Signor Arafat, pensa davvero che gli americani fossero d’accordo con gli israeliani per eliminarla?
«Non fino a questo punto. Però l’operazione è stata fatta contro l’Olp e contro un uomo, il sottoscritto, che assieme a re Hussein di Giordania ha firmato un accordo di pace. Raccolgo il messaggio, signor presidente Reagan! E devo anche dirle che è un disastro per il prestigio di una superpotenza ».
Tel Aviv sostiene di aver agito per rappresaglia, dopo l’assassinio di tre turisti israeliani a Cipro, assassinio eseguito da palestinesi. In pratica, vi accusano di essere i mandanti dell’attentato.
«È la solita bugia. Fecero la stessa cosa a Beirut, prima di invaderla. Noi abbiamo affermato pubblicamente, due volte, che con quell’episodio non c’entravamo: sono gli israeliani che si servono delle menzogne come pretesto. Non è stato il generale Bar Leva a dire che, ovunque vi sia un ufficio dell’Olp, quell’ufficio non potrà considerarsi al riparo dalla determinazione israeliana di colpire i terroristi palestinesi? ».
Lei ha detto, alla televisione, che i tre israeliani di Cipro erano delle spie…
«Mi sono limitato a riportare quanto avevo letto, il 26 settembre, sul «Jerusalem Post».
Pensa che la Siria sia soddisfatta di quel che è accaduto qui, a sud di Tunisi?
«I siriani continuano le loro aggressioni a Tripoli in Libano, servendosi di gruppi settari».
Come reagirà l’Unione Sovietica dopo il sequestro dei suoi diplomatici a Beirut? Ieri è stato fatto ritrovare un cadavere…
«Non so come reagirà l’Urss. Dovreste chiederlo a Mosca. Posso dire soltanto che condanno fermamente questo attacco ».
Covate propositi di vendetta contro Israele?

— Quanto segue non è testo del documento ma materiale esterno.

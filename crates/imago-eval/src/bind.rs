use imago_core::{well_known, ErrorKind, EvalContext, ImagoError, Value};

const HINT: &str = "(bind (param ...) seq)";

/// Destructure a parameter pattern against a value sequence, binding
/// into the current frame.
///
/// Parameters are walked left to right. A `&rest` marker makes the next
/// parameter take a slice of everything remaining; after `&optional`
/// each parameter takes the next value if present, else `nil`. A list
/// parameter recurses into the matching element. Values left over when
/// the parameters run out, or missing for a required parameter, are
/// `wrong_num_of_args`.
pub fn env_bind(ctx: &EvalContext, params: &Value, seq: &Value) -> Result<Value, ImagoError> {
    let Some(vars) = params.as_list() else {
        return Err(ctx.error(ErrorKind::NotAList, HINT, params.clone()));
    };
    if !seq.is_seq() {
        return Err(ctx.error(ErrorKind::NotASequence, HINT, seq.clone()));
    }
    let vars: Vec<Value> = vars.borrow().clone();
    let len_vars = vars.len();
    let len_vals = seq.seq_len().unwrap_or(0);
    let wk = well_known();
    let mut index_vars = 0;
    let mut index_vals = 0;
    let mut state = 0; // 0 required, 1 &rest, 2 &optional
    let mut value = Value::nil();
    while index_vars != len_vars {
        if let Some(s) = vars[index_vars].as_spur() {
            if s == wk.rest {
                state = 1;
                index_vars += 1;
            } else if s == wk.optional {
                state = 2;
                index_vars += 1;
            }
        }
        if index_vars == len_vars {
            break;
        }
        let sym = &vars[index_vars];
        if let Some(s) = sym.as_spur() {
            match state {
                1 => {
                    value = seq
                        .seq_slice(index_vals, len_vals)
                        .unwrap_or_else(Value::nil);
                    index_vars += 1;
                    index_vals = len_vals;
                }
                2 if index_vals == len_vals => {
                    value = Value::nil();
                    index_vars += 1;
                }
                _ => {
                    if state == 0 && index_vals == len_vals {
                        return Err(ctx.error(ErrorKind::WrongNumOfArgs, HINT, seq.clone()));
                    }
                    value = seq.seq_elem(index_vals).unwrap_or_else(Value::nil);
                    index_vals += 1;
                    index_vars += 1;
                }
            }
            ctx.insert(s, value.clone());
        } else if sym.is_list() && index_vals != len_vals {
            let elem = seq.seq_elem(index_vals).unwrap_or_else(Value::nil);
            index_vals += 1;
            value = env_bind(ctx, sym, &elem)?;
            index_vars += 1;
        } else {
            return Err(ctx.error(ErrorKind::NotASymbol, HINT, params.clone()));
        }
    }
    if index_vals == len_vals {
        Ok(value)
    } else {
        Err(ctx.error(ErrorKind::WrongNumOfArgs, HINT, seq.clone()))
    }
}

«Siamo contro le rappresaglie, ma il nostro popolo resterà nelle terre occupate e agirà contro il terrorismo di Stato e contro la giunta militare israeliana ».
Che cosa pensa degli attentati in Italia? Nei giorni scorsi un ragazzo palestinese ha lanciato una bomba contro un ufficio della British Airways…
«Le basta sapere che quel ragazzo era arrivato dalla Siria? Questa è la risposta all’atteggiamento positivo della signora Thatcher in merito all’accordo giordano-palestinese».
Il racconto che Arafat, stuzzicato da noi giornalisti, ci propinò non stava né in cielo né in terra. La verità, come poi si sarebbe saputo, era un’altra. Esisteva un accordo non scritto tra i vertici del potere mondiale di non uccidere i leader. Yasser Arafat si salvò soltanto perché una provvidenziale telefonata lo avvisò in tempo.
Alla fine di quell’intervista, mi avvicino ad Arafat, che accetta l’ultima domanda.
Signor presidente, è vero che una volta, nel Kuwait, lei stava per sposarsi?
«Sì, è vero, ma lei sfortunatamente mi lasciò».
È probabilmente l’unica verità di quell’incredibile incontro.